Tandon ordnet die
Welt in verschiedene Raster, in geometrische Anordnungen und macht sie damit greifbar. Diese Darstellungsformen sind Herangehensweisen,
und sie sind, auch wenn es auf den ersten Blick nicht so aussieht, in ihrem durch rationale Kriterien getragenen Entstehungsprozess
höchst subjektiv und weniger – wie es etwa Rosalind Krauss im Gegensatz dazu versteht - eine Negation von Individualität und
Erzählung, die beide zum Schweigen bringt. Noch weniger sind Nita Tandons Arbeiten im Krausch´schen Sinn ( „Das Raster erklärt
den Raum der Kunst als eine Welt für sich und in Bezug auf die natürlichen Objekte als vorrangig und endgültig.“) ein rein
ästhetisches Produkt/Dekret, das unnachgiebiger nicht sein könnte und jede Entwicklung ablehnt. Bei Tandon
wird es individuell und subjektiv, wenn die Farbgebung unterschiedlicher Serienbilder von einem nur scheinbar zufälligen,
aber keineswegs bedeutungslos gewählten Kriterium abhängt, wie dem Unterschied technologischer Farbsyteme (RGB und CMYK) aus
der Drucktechnologie. Oder wenn die am Lehrinhalt oder Lehrgegenstand ausgerichteten Dimensionen von Schulheften zum zufälligen,
aber alles andere als grundlosem Thema gemacht werden, das einen subjektiven Anstoß zur Reflexion über institutionelle Wissensvermittlung
gibt. Hinter dem Konzept der Kategorisierung und Rasterung stehen auch Anleihen an die chinesische Axiometrie,
die sich anders als die europäische Ausprägung nicht linear präsentiert, sondern den Betrachtern gleichzeitig mehrere zeitliche
und räumliche Perspektiven anbietet. Nichts ist eindimensional – auch wenn es auf den ersten Blick so aussieht. Zumindest
die fraktale Anspielung, also die Wiederholung gleicher Muster auf unterschiedlichen Größenebenen zeigt, wie vielschichtig
eine Gesellschaft sein kann. Etwa wenn einzelne Bild-Tafeln nicht nur durch ein Unzahl von einzelnen Pixel gerastert sind,
sondern auch in zwanzig Kompartimente, Bildfelder aufgeteilt sind, und sich somit ein Raster im Raster ergibt. Es sind diese
Grids, die keineswegs im Dienste eines autonomen Raumgefüges stehen, eines Raumes der Kunst, der „sich selbst zum Zweck hat“,
der gegen Erzählung, Natur und Nachahmung gewendet wird und sich separiert, wie dies Krauss 1978 für die Moderne formuliert
hat. Es wird vielmehr mimetisches Erfassen durch Vergrößerung, Gitterstruktur, Codierung und Übertragung derart weit getrieben,
dass Wiedererkennbarkeit und der Bezug zum „eigentlichen“ Ding auf der Strecke bleiben. Die Farb- und Gitternetze
aus der Welt von Tandon sind immer gleichzeitig Subjekt und Objekt. Sie tragen unter der ästhetischen Oberfläche auch die
Information ihrer stellenweise oft äußerst zeitaufwendigen Erschaffung in sich. Damit gehört zu der rein optischen Botschaft
auch ein Narrativ über die Produktion an sich dazu, das viel über menschliche Begegnung, Gruppen und Arbeitswelten erzählt.

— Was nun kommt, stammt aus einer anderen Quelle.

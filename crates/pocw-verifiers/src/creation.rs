//! Self-attesting task-creation verifier: no external call, the payload
//! itself is the proof once it passes a structural check.

use async_trait::async_trait;
use serde_json::Value;
use shared_types::entities::TaskProof;
use shared_types::errors::PocwError;

use crate::port::{SyncVerification, VerifierPlugin};

const REQUIRED_FIELDS: &[&str] = &[
    "project_name",
    "description",
    "twitter_username",
    "twitter_link",
    "tweet_id",
];

pub struct CreationVerifier;

impl CreationVerifier {
    pub fn new() -> Self {
        Self
    }
}

impl Default for CreationVerifier {
    fn default() -> Self {
        Self::new()
    }
}

#[async_trait]
impl VerifierPlugin for CreationVerifier {
    fn validate_payload(&self, payload: &Value) -> Result<(), PocwError> {
        for field in REQUIRED_FIELDS {
            let value = payload.get(field).and_then(Value::as_str);
            if value.map(str::is_empty).unwrap_or(true) {
                return Err(PocwError::validation(format!("missing or empty field: {field}")));
            }
        }
        Ok(())
    }

    async fn validate_sync(&self, payload: &Value) -> Result<SyncVerification, PocwError> {
        self.validate_payload(payload)?;

        let proof = TaskProof {
            provider: "task-creation-internal".to_string(),
            verified_at: chrono::Utc::now(),
            evidence: payload.clone(),
            verification_id: None,
            signature: None,
        };

        Ok(SyncVerification::Verified(proof))
    }
}

#[cfg(test)]
mod tests {
    use super::*;
    use serde_json::json;

    fn valid_payload() -> Value {
        json!({
            "project_name": "p",
            "description": "d",
            "twitter_username": "u",
            "twitter_link": "l",
            "tweet_id": "123",
        })
    }

    #[tokio::test]
    async fn valid_payload_verifies_synchronously() {
        let verifier = CreationVerifier::new();
        let outcome = verifier.validate_sync(&valid_payload()).await.unwrap();
        assert!(matches!(outcome, SyncVerification::Verified(_)));
    }

    #[test]
    fn missing_field_is_rejected() {
        let verifier = CreationVerifier::new();
        let mut payload = valid_payload();
        payload.as_object_mut().unwrap().remove("tweet_id");
        assert!(verifier.validate_payload(&payload).is_err());
    }
}
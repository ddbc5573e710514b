//! Structured console/JSON logging built on `tracing-subscriber`.

use crate::{TelemetryConfig, TelemetryError};
use tracing_subscriber::EnvFilter;

/// Guard returned by `init_logging`. Dropping it is a no-op; it exists so
/// callers hold something for the life of the process, matching the
/// teacher's guard-based shutdown convention.
pub struct LoggingGuard {
    _initialized: bool,
}

/// Initialize the global `tracing` subscriber from `TelemetryConfig`.
pub fn init_logging(config: &TelemetryConfig) -> Result<LoggingGuard, TelemetryError> {
    let filter = EnvFilter::try_new(&config.log_level).unwrap_or_else(|_| EnvFilter::new("info"));

    let result = if config.json_logs {
        tracing_subscriber::fmt()
            .with_env_filter(filter)
            .json()
            .with_target(true)
            .try_init()
    } else {
        tracing_subscriber::fmt()
            .with_env_filter(filter)
            .with_target(true)
            .try_init()
    };

    // A subscriber may already be installed (e.g. in tests); that is not
    // a fatal condition for the caller.
    if let Err(e) = result {
        tracing::debug!("tracing subscriber already initialized: {e}");
    }

    tracing::info!(service = %config.service_name, "structured logging initialized");
    Ok(LoggingGuard { _initialized: true })
}

/// Log a task-lifecycle event with standard fields.
#[macro_export]
macro_rules! log_task_event {
    ($level:ident, $msg:expr, $task_id:expr $(, $($field:tt)*)?) => {
        tracing::$level!(
            task_id = %$task_id,
            $($($field)*,)?
            $msg
        )
    };
}
//! Periodic sweep that catches tasks the primary path left behind: a
//! batch submission that never reached the pool, or a pending
//! verification whose watch was never registered or went stale.

use std::sync::Arc;
use std::time::Duration;

use shared_types::entities::{TaskStatus, TaskType};
use tokio::task::JoinHandle;

use crate::batch_pool::BatchPool;
use crate::cancellation::CancelToken;
use crate::lifecycle::LifecycleEngine;
use crate::store::TaskStore;

pub const SWEEP_INTERVAL: Duration = Duration::from_secs(30);
pub const SWEEP_BATCH_LIMIT: usize = 50;

pub struct Scheduler {
    cancel: CancelToken,
    handle: JoinHandle<()>,
}

impl Scheduler {
    pub fn start(store: Arc<dyn TaskStore>, lifecycle: Arc<LifecycleEngine>, batch_pool: Arc<BatchPool>) -> Self {
        let cancel = CancelToken::new();
        let loop_cancel = cancel.clone();

        let handle = tokio::spawn(async move {
            while !loop_cancel.is_cancelled() {
                sweep(&store, &lifecycle, &batch_pool).await;
                tokio::time::sleep(SWEEP_INTERVAL).await;
            }
        });

        Self { cancel, handle }
    }

    pub fn stop(&self) {
        self.cancel.cancel();
    }

    pub async fn join(self) {
        let _ = self.handle.await;
    }
}

async fn sweep(store: &Arc<dyn TaskStore>, lifecycle: &Arc<LifecycleEngine>, batch_pool: &Arc<BatchPool>) {
    for task_type in [TaskType::Creation, TaskType::Retweet] {
        let stuck = match store
            .list_by_status(task_type, TaskStatus::PendingVerification, SWEEP_BATCH_LIMIT)
            .await
        {
            Ok(tasks) => tasks,
            Err(e) => {
                tracing::warn!(?task_type, error = %e, "sweep: failed to list pending tasks");
                continue;
            }
        };

        for task in stuck {
            if let Err(e) = lifecycle.retry_pending(task.id).await {
                tracing::debug!(task_id = %task.id, error = %e, "sweep: pending retry did not complete");
            }
        }
    }

    let unsubmitted = match store
        .list_by_status(TaskType::Batch, TaskStatus::Submitted, SWEEP_BATCH_LIMIT)
        .await
    {
        Ok(tasks) => tasks,
        Err(e) => {
            tracing::warn!(error = %e, "sweep: failed to list unprocessed batch tasks");
            return;
        }
    };

    for task in unsubmitted {
        // The pool's own compare-and-set claim makes a duplicate submit
        // harmless; a full queue just means it's retried next sweep.
        if let Err(e) = batch_pool.submit(task.id) {
            tracing::debug!(task_id = %task.id, error = %e, "sweep: batch resubmit rejected, will retry");
        }
    }
}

Und es ist dann auch ein Narrativ über die Welt an sich, denn logisch gesehen erstrecken sich ihre Raster in alle Richtungen
bis ins Unendliche. Jede Begrenzung, die ihnen durch ein bestimmtes Gemälde oder eine Skulptur auferlegt wird, kann dann nur
als willkürlich angesehen werden. Durch das Raster wird das gegebene Kunstwerk als ein bloßes Fragment dargestellt, ein winziges
Stück, das aus einem unendlich großen Bild herausgeschnitten wurde. Damit verankert Tandon ihre Werke als
Erklärmuster in der Unendlichkeit der Welt und bietet eine (wenn auch vermutlich gar nicht so geplante) artifizielle Interpretationshilfe
über die Verwirrungen des aktuellen Zeitgeschens an. Viele verschieden, aber zeitgleich ablaufenden gesellschaftpolitische
Verwerfungen bedürfen einer Einordnung, vielleicht auch durch die künstlerische Botschaft, dass sich kleine Muster in immer
größeren Strukturen wiederholen. Das In-Beziehung-Setzen mittels Raster schafft Ordnung in einer Welt, die in vielen Fugen
und Ecken in Unordnung geraten ist.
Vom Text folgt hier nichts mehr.